WORK REQUIRED
Going from the top of the data below, give again each line through the one containing "Uuid, role_id: Uuid", both ends kept.
━━━━━━━━━━━━━━━━━━━━━━━━━━━━━━
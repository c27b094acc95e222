use async_trait::async_trait;
use sqlx::PgPool;
use uuid::Uuid;

use crate::app::result::AppResult;

/// Parent tables a request may reference by id.
#[derive(Debug, Clone, Copy, PartialEq, Eq, Hash)]
pub enum Reference {
    Employee,
    Department,
    Position,
    User,
    Role,
}

impl Reference {
    fn table(self) -> &'static str {
        match self {
            Reference::Employee => "employees",
            Reference::Department => "departments",
            Reference::Position => "positions",
            Reference::User => "users",
            Reference::Role => "roles",
        }
    }
}

/// Values that must not be held by more than one row.
#[derive(Debug, Clone, PartialEq, Eq, Hash)]
pub enum Unique {
    DepartmentName(String),
    PositionName(String),
    EmployeeEmail(String),
    Username(String),
    RoleName(String),
    EmployeeSkill { employee_id: Uuid, skill_name: String },
    UserRole { user_id: Uuid, role_id: Uuid },
    /// At most one attendance without check-out per employee.
    OpenAttendance { employee_id: Uuid },
}

/// Read-only view of stored state, used by validators.
#[async_trait]
pub trait ReadStore: Send + Sync {
    async fn exists(&self, reference: Reference, id: Uuid) -> AppResult<bool>;

    /// Whether another row already holds `unique`. The row `excluding`
    /// (the one being updated) does not count.
    async fn is_taken(&self, unique: &Unique, excluding: Option<Uuid>) -> AppResult<bool>;
}

pub struct PgReadStore {
    pool: PgPool,
}

impl PgReadStore {
    pub fn new(pool: PgPool) -> Self {
        Self { pool }
    }
}

#[async_trait]
impl ReadStore for PgReadStore {
    async fn exists(&self, reference: Reference, id: Uuid) -> AppResult<bool> {
        let sql = format!("SELECT EXISTS(SELECT 1 FROM {} WHERE id = $1)", reference.table());
        let found: bool = sqlx::query_scalar(&sql)
            .bind(id)
            .fetch_one(&self.pool)
            .await?;
        Ok(found)
    }

    async fn is_taken(&self, unique: &Unique, excluding: Option<Uuid>) -> AppResult<bool> {
        let taken: bool = match unique {
            Unique::DepartmentName(name) => {
                sqlx::query_scalar(
                    "SELECT EXISTS(SELECT 1 FROM departments
                     WHERE lower(department_name) = lower($1) AND ($2::uuid IS NULL OR id <> $2))",
                )
                .bind(name.trim())
                .bind(excluding)
                .fetch_one(&self.pool)
                .await?
            }
            Unique::PositionName(name) => {
                sqlx::query_scalar(
                    "SELECT EXISTS(SELECT 1 FROM positions
                     WHERE lower(position_name) = lower($1) AND ($2::uuid IS NULL OR id <> $2))",
                )
                .bind(name.trim())
                .bind(excluding)
                .fetch_one(&self.pool)
                .await?
            }
            Unique::EmployeeEmail(email) => {
                sqlx::query_scalar(
                    "SELECT EXISTS(SELECT 1 FROM employees
                     WHERE lower(email) = lower($1) AND ($2::uuid IS NULL OR id <> $2))",
                )
                .bind(email.trim())
                .bind(excluding)
                .fetch_one(&self.pool)
                .await?
            }
            Unique::Username(username) => {
                sqlx::query_scalar(
                    "SELECT EXISTS(SELECT 1 FROM users
                     WHERE lower(username) = lower($1) AND ($2::uuid IS NULL OR id <> $2))",
                )
                .bind(username.trim())
                .bind(excluding)
                .fetch_one(&self.pool)
                .await?
            }
            Unique::RoleName(name) => {
                sqlx::query_scalar(
                    "SELECT EXISTS(SELECT 1 FROM roles
                     WHERE lower(role_name) = lower($1) AND ($2::uuid IS NULL OR id <> $2))",
                )
                .bind(name.trim())
                .bind(excluding)
                .fetch_one(&self.pool)
                .await?
            }
            Unique::EmployeeSkill {
                employee_id,
                skill_name,
            } => {
                sqlx::query_scalar(
                    "SELECT EXISTS(SELECT 1 FROM skills
                     WHERE employee_id = $1 AND lower(skill_name) = lower($2)
                       AND ($3::uuid IS NULL OR id <> $3))",
                )
                .bind(employee_id)
                .bind(skill_name.trim())
                .bind(excluding)
                .fetch_one(&self.pool)
                .await?
            }
            Unique::UserRole { user_id, role_id } => {
                sqlx::query_scalar(
                    "SELECT EXISTS(SELECT 1 FROM user_roles WHERE user_id = $1 AND role_id = $2)",
                )
                .bind(user_id)
                .bind(role_id)
                .fetch_one(&self.pool)
                .await?
            }
            Unique::OpenAttendance { employee_id } => {
                sqlx::query_scalar(
                    "SELECT EXISTS(SELECT 1 FROM attendances
                     WHERE employee_id = $1 AND check_out IS NULL
                       AND ($2::uuid IS NULL OR id <> $2))",
                )
                .bind(employee_id)
                .bind(excluding)
                .fetch_one(&self.pool)
                .await?
            }
        };
        Ok(taken)
    }
}
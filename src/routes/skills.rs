use axum::Json;
use axum::extract::{Path, Query, State};
use axum::http::StatusCode;
use serde::Deserialize;
use uuid::Uuid;

use crate::app::pagination::{PageRequest, Paged};
use crate::auth::AuthUser;
use crate::error::AppError;
use crate::handlers::skills::{CreateSkill, DeleteSkill, GetSkill, ListSkills, SkillInput, UpdateSkill};
use crate::models::Skill;
use crate::state::SharedState;

#[derive(Deserialize)]
pub struct ListQuery {
    pub employee_id: Option<Uuid>,
    pub search: Option<String>,
    pub page: Option<i64>,
    pub page_size: Option<i64>,
}

pub async fn list(
    _auth: AuthUser,
    State(state): State<SharedState>,
    Query(query): Query<ListQuery>,
) -> Result<Json<Paged<Skill>>, AppError> {
    let request = ListSkills {
        employee_id: query.employee_id,
        search: query.search,
        page: PageRequest::from_query(query.page, query.page_size),
    };
    Ok(Json(state.mediator.send(request).await?))
}

pub async fn create(
    auth: AuthUser,
    State(state): State<SharedState>,
    Json(input): Json<SkillInput>,
) -> Result<(StatusCode, Json<Skill>), AppError> {
    auth.require_admin_or_manager()?;
    let skill = state.mediator.send(CreateSkill(input)).await?;
    Ok((StatusCode::CREATED, Json(skill)))
}

pub async fn get(
    _auth: AuthUser,
    State(state): State<SharedState>,
    Path(id): Path<Uuid>,
) -> Result<Json<Skill>, AppError> {
    Ok(Json(state.mediator.send(GetSkill { id }).await?))
}

pub async fn update(
    auth: AuthUser,
    State(state): State<SharedState>,
    Path(id): Path<Uuid>,
    Json(input): Json<SkillInput>,
) -> Result<Json<Skill>, AppError> {
    auth.require_admin_or_manager()?;
    Ok(Json(state.mediator.send(UpdateSkill { id, input }).await?))
}

pub async fn delete(
    auth: AuthUser,
    State(state): State<SharedState>,
    Path(id): Path<Uuid>,
) -> Result<StatusCode, AppError> {
    auth.require_admin_or_manager()?;
    state.mediator.send(DeleteSkill { id }).await?;
    Ok(StatusCode::NO_CONTENT)
}
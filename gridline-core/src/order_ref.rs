//! Order reference codec.
//!
//! The broker exposes a single flat reference string per order, so every
//! field needed to trace an order back to its owner is packed into that
//! string: client id, strategy id, side, and a monotonic sequence number.
//! The sequence is derived from wall-clock milliseconds, which keeps it
//! globally unique across restarts and lets an operator recover the
//! approximate submission time by dividing by 1000.

use std::fmt;
use std::str::FromStr;
use std::sync::atomic::{AtomicI64, Ordering};
use std::time::{SystemTime, UNIX_EPOCH};

use serde::{Deserialize, Serialize};
use thiserror::Error;

use crate::{ClientId, Side, StrategyId};

/// Leading tag that separates our references from user-entered ones.
const PREFIX: &str = "GRD";
const DELIMITER: char = ':';

/// Decoded form of a reference string produced by [`OrderRefCodec`].
#[derive(Clone, Copy, Debug, Deserialize, Eq, PartialEq, Serialize)]
pub struct OrderRef {
    pub client_id: ClientId,
    pub strategy_id: StrategyId,
    pub side: Side,
    /// Strictly increasing, wall-clock-derived (milliseconds since epoch).
    pub sequence: i64,
}

impl fmt::Display for OrderRef {
    fn fmt(&self, f: &mut fmt::Formatter<'_>) -> fmt::Result {
        let side = match self.side {
            Side::Buy => 'B',
            Side::Sell => 'S',
        };
        write!(
            f,
            "{PREFIX}{DELIMITER}{}{DELIMITER}{}{DELIMITER}{side}{DELIMITER}{}",
            self.client_id, self.strategy_id, self.sequence
        )
    }
}

/// The reference string was not produced by this codec.
#[derive(Clone, Copy, Debug, Error, Eq, PartialEq)]
#[error("reference string is not ours")]
pub struct NotMine;

impl FromStr for OrderRef {
    type Err = NotMine;

    /// Strict parse of the packed form; anything else is "not mine".
    fn from_str(value: &str) -> Result<Self, Self::Err> {
        let mut parts = value.trim().split(DELIMITER);
        if parts.next() != Some(PREFIX) {
            return Err(NotMine);
        }
        let client_id = parts.next().and_then(|p| p.parse().ok()).ok_or(NotMine)?;
        let strategy_id = parts.next().and_then(|p| p.parse().ok()).ok_or(NotMine)?;
        let side = match parts.next() {
            Some("B") => Side::Buy,
            Some("S") => Side::Sell,
            _ => return Err(NotMine),
        };
        let sequence = parts.next().and_then(|p| p.parse().ok()).ok_or(NotMine)?;
        if parts.next().is_some() {
            return Err(NotMine);
        }
        Ok(Self {
            client_id,
            strategy_id,
            side,
            sequence,
        })
    }
}

/// Allocates reference strings for one client session.
///
/// The codec is the only producer of sequence numbers; two encodes in the
/// same millisecond still yield distinct, ordered values.
#[derive(Debug)]
pub struct OrderRefCodec {
    client_id: ClientId,
    last_sequence: AtomicI64,
}

impl OrderRefCodec {
    #[must_use]
    pub fn new(client_id: ClientId) -> Self {
        Self {
            client_id,
            last_sequence: AtomicI64::new(0),
        }
    }

    #[must_use]
    pub fn client_id(&self) -> ClientId {
        self.client_id
    }

    /// Build the reference string for a new order.
    pub fn encode(&self, strategy_id: StrategyId, side: Side) -> String {
        let sequence = self.next_sequence();
        OrderRef {
            client_id: self.client_id,
            strategy_id,
            side,
            sequence,
        }
        .to_string()
    }

    /// Total decode: malformed and foreign-origin strings yield `None`.
    #[must_use]
    pub fn decode(reference: &str) -> Option<OrderRef> {
        reference.parse().ok()
    }

    /// Whether the reference was produced by this client session.
    #[must_use]
    pub fn belongs_to_client(&self, reference: &str) -> bool {
        Self::decode(reference).is_some_and(|r| r.client_id == self.client_id)
    }

    /// Whether the reference belongs to the given strategy of this client.
    #[must_use]
    pub fn belongs_to_strategy(&self, reference: &str, strategy_id: StrategyId) -> bool {
        Self::decode(reference)
            .is_some_and(|r| r.client_id == self.client_id && r.strategy_id == strategy_id)
    }

    fn next_sequence(&self) -> i64 {
        let now_millis = SystemTime::now()
            .duration_since(UNIX_EPOCH)
            .map(|d| d.as_millis() as i64)
            .unwrap_or(0);
        self.last_sequence
            .fetch_update(Ordering::SeqCst, Ordering::SeqCst, |last| {
                Some(now_millis.max(last + 1))
            })
            .map(|last| now_millis.max(last + 1))
            .unwrap_or(now_millis)
    }
}
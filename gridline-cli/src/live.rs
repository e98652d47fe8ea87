//! Live reconciliation runtime.
//!
//! One task owns every moving part: the supervisor keeps the broker
//! session alive, the reconciler diffs configuration, the controller
//! applies actions, and broker events are drained between strategies so
//! a fill can never starve behind a long cycle.

use std::path::PathBuf;
use std::sync::{
    atomic::{AtomicBool, Ordering},
    Arc,
};
use std::time::{Duration, Instant};

use anyhow::Result;
use chrono::Utc;
use gridline_broker::{BrokerEvent, BrokerSession, Notifier, StrategySource};
use gridline_engine::{
    heartbeat, ActionOutcome, ConnectionSupervisor, OrderController, Reconciler, Recovery,
};
use tokio::sync::{mpsc, Notify};
use tracing::{debug, error, info, warn};

/// Everything the runtime needs beyond its collaborators.
pub struct LiveSettings {
    pub client_id: i32,
    pub cycle: Duration,
    pub cancel_wait: Duration,
    pub reconnect_interval: Duration,
    pub max_connection_loss: Duration,
    pub heartbeat_path: PathBuf,
}

pub async fn run_live(
    session: Arc<dyn BrokerSession>,
    source: Arc<dyn StrategySource>,
    notifier: Arc<dyn Notifier>,
    events: mpsc::UnboundedReceiver<BrokerEvent>,
    settings: LiveSettings,
) -> Result<()> {
    run_live_with_shutdown(session, source, notifier, events, settings, ShutdownSignal::new()).await
}

/// Variant of [`run_live`] that accepts a manually controlled shutdown signal.
pub async fn run_live_with_shutdown(
    session: Arc<dyn BrokerSession>,
    source: Arc<dyn StrategySource>,
    notifier: Arc<dyn Notifier>,
    events: mpsc::UnboundedReceiver<BrokerEvent>,
    settings: LiveSettings,
    shutdown: ShutdownSignal,
) -> Result<()> {
    let controller = OrderController::new(
        session.clone(),
        notifier.clone(),
        settings.client_id,
        settings.cancel_wait,
    );
    let supervisor = ConnectionSupervisor::new(
        session.clone(),
        settings.reconnect_interval,
        settings.max_connection_loss,
    );
    let mut runtime = LiveRuntime {
        session,
        source,
        notifier,
        reconciler: Reconciler::new(),
        controller,
        supervisor,
        events,
        cycle: settings.cycle,
        heartbeat_path: settings.heartbeat_path,
        shutdown,
    };
    runtime.run().await
}

struct LiveRuntime {
    session: Arc<dyn BrokerSession>,
    source: Arc<dyn StrategySource>,
    notifier: Arc<dyn Notifier>,
    reconciler: Reconciler,
    controller: OrderController,
    supervisor: ConnectionSupervisor,
    events: mpsc::UnboundedReceiver<BrokerEvent>,
    cycle: Duration,
    heartbeat_path: PathBuf,
    shutdown: ShutdownSignal,
}

impl LiveRuntime {
    async fn run(&mut self) -> Result<()> {
        self.supervisor.ensure_connected().await;
        // Clean slate: orders left over from a previous run are stale.
        let cancelled = self.controller.cancel_all().await;
        if cancelled > 0 {
            info!(cancelled, "cleared orders from a previous session");
        }
        info!("live reconciliation loop started");
        self.notifier.notify("gridline started").await;

        while !self.shutdown.triggered() {
            match self.supervisor.ensure_connected().await {
                Recovery::Reconnected {
                    full_recovery: true,
                } => {
                    warn!("prolonged outage, re-planting every grid");
                    self.notifier
                        .notify("broker link restored after a long outage, full recovery running")
                        .await;
                    self.controller.cancel_all().await;
                    self.reconciler.reset();
                }
                Recovery::Reconnected {
                    full_recovery: false,
                } => {
                    self.notifier.notify("broker link restored").await;
                }
                Recovery::None => {}
            }

            let started = Instant::now();
            if let Err(err) = self.run_cycle().await {
                // The loop survives anything a cycle throws at it.
                error!(error = %err, "reconciliation cycle failed");
            }
            if let Err(err) = heartbeat::write_heartbeat(&self.heartbeat_path, Utc::now()) {
                warn!(error = %err, "heartbeat write failed");
            }
            debug!(elapsed_ms = started.elapsed().as_millis() as u64, "cycle complete");

            self.idle().await;
        }

        info!("shutdown requested, leaving resting orders in place");
        Ok(())
    }

    async fn run_cycle(&mut self) -> Result<()> {
        let rows = match self.source.fetch_rows().await {
            Ok(rows) => rows,
            Err(err) => {
                // An unreadable sheet must not cancel every grid, so the
                // cycle is skipped rather than diffed against nothing.
                warn!(error = %err, "configuration unavailable, cycle skipped");
                return Ok(());
            }
        };

        let emitted = self.reconciler.reconcile(&rows, self.session.as_ref()).await;
        for strategy in emitted {
            // Suspension point: fills and disconnects observed so far
            // are handled before the next strategy's action.
            self.drain_events().await;
            if self.shutdown.triggered() {
                break;
            }
            let outcome = self.controller.apply_action(&strategy).await;
            if outcome == ActionOutcome::Completed {
                self.reconciler.confirm_applied(strategy.strategy_id);
            }
        }
        self.drain_events().await;
        Ok(())
    }

    async fn drain_events(&mut self) {
        while let Ok(event) = self.events.try_recv() {
            self.handle_event(event).await;
        }
    }

    async fn handle_event(&mut self, event: BrokerEvent) {
        match event {
            BrokerEvent::Execution(execution) => {
                self.controller.on_execution(&execution, &self.reconciler).await;
            }
            BrokerEvent::Disconnected => {
                self.supervisor.mark_disconnected(Utc::now());
            }
        }
    }

    /// Wait out the cycle interval while still reacting to broker
    /// events and shutdown as they arrive.
    async fn idle(&mut self) {
        let deadline = tokio::time::Instant::now() + self.cycle;
        loop {
            tokio::select! {
                biased;
                _ = self.shutdown.notified() => return,
                maybe_event = self.events.recv() => {
                    match maybe_event {
                        Some(event) => self.handle_event(event).await,
                        None => return,
                    }
                }
                _ = tokio::time::sleep_until(deadline) => return,
            }
            if self.shutdown.triggered() || tokio::time::Instant::now() >= deadline {
                return;
            }
        }
    }
}

#[derive(Clone)]
pub struct ShutdownSignal {
    flag: Arc<AtomicBool>,
    notify: Arc<Notify>,
}

impl ShutdownSignal {
    pub fn new() -> Self {
        let flag = Arc::new(AtomicBool::new(false));
        let notify = Arc::new(Notify::new());
        let flag_clone = flag.clone();
        let notify_clone = notify.clone();
        tokio::spawn(async move {
            if tokio::signal::ctrl_c().await.is_ok() {
                flag_clone.store(true, Ordering::SeqCst);
                notify_clone.notify_waiters();
            }
        });
        Self { flag, notify }
    }

    /// A signal that only triggers manually, never on ctrl-c.
    pub fn manual() -> Self {
        Self {
            flag: Arc::new(AtomicBool::new(false)),
            notify: Arc::new(Notify::new()),
        }
    }

    pub fn trigger(&self) {
        self.flag.store(true, Ordering::SeqCst);
        self.notify.notify_waiters();
    }

    pub fn triggered(&self) -> bool {
        self.flag.load(Ordering::SeqCst)
    }

    async fn notified(&self) {
        self.notify.notified().await;
    }
}

impl Default for ShutdownSignal {
    fn default() -> Self {
        Self::new()
    }
}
━━━━━━━━━━━━━━━━━━━━━━━━━━━━━━
OUTPUT OF THE EXERCISE
repository c27b094acc95e222
use async_trait::async_trait;
use sqlx::PgPool;
use uuid::Uuid;

use crate::app::result::AppResult;

/// Parent tables a request may reference by id.
#[derive(Debug, Clone, Copy, PartialEq, Eq, Hash)]
pub enum Reference {
    Employee,
    Department,
    Position,
    User,
    Role,
}

impl Reference {
    fn table(self) -> &'static str {
        match self {
            Reference::Employee => "employees",
            Reference::Department => "departments",
            Reference::Position => "positions",
            Reference::User => "users",
            Reference::Role => "roles",
        }
    }
}

/// Values that must not be held by more than one row.
#[derive(Debug, Clone, PartialEq, Eq, Hash)]
pub enum Unique {
    DepartmentName(String),
    PositionName(String),
    EmployeeEmail(String),
    Username(String),
    RoleName(String),
    EmployeeSkill { employee_id: Uuid, skill_name: String },
    UserRole { user_id: Uuid, role_id: Uuid },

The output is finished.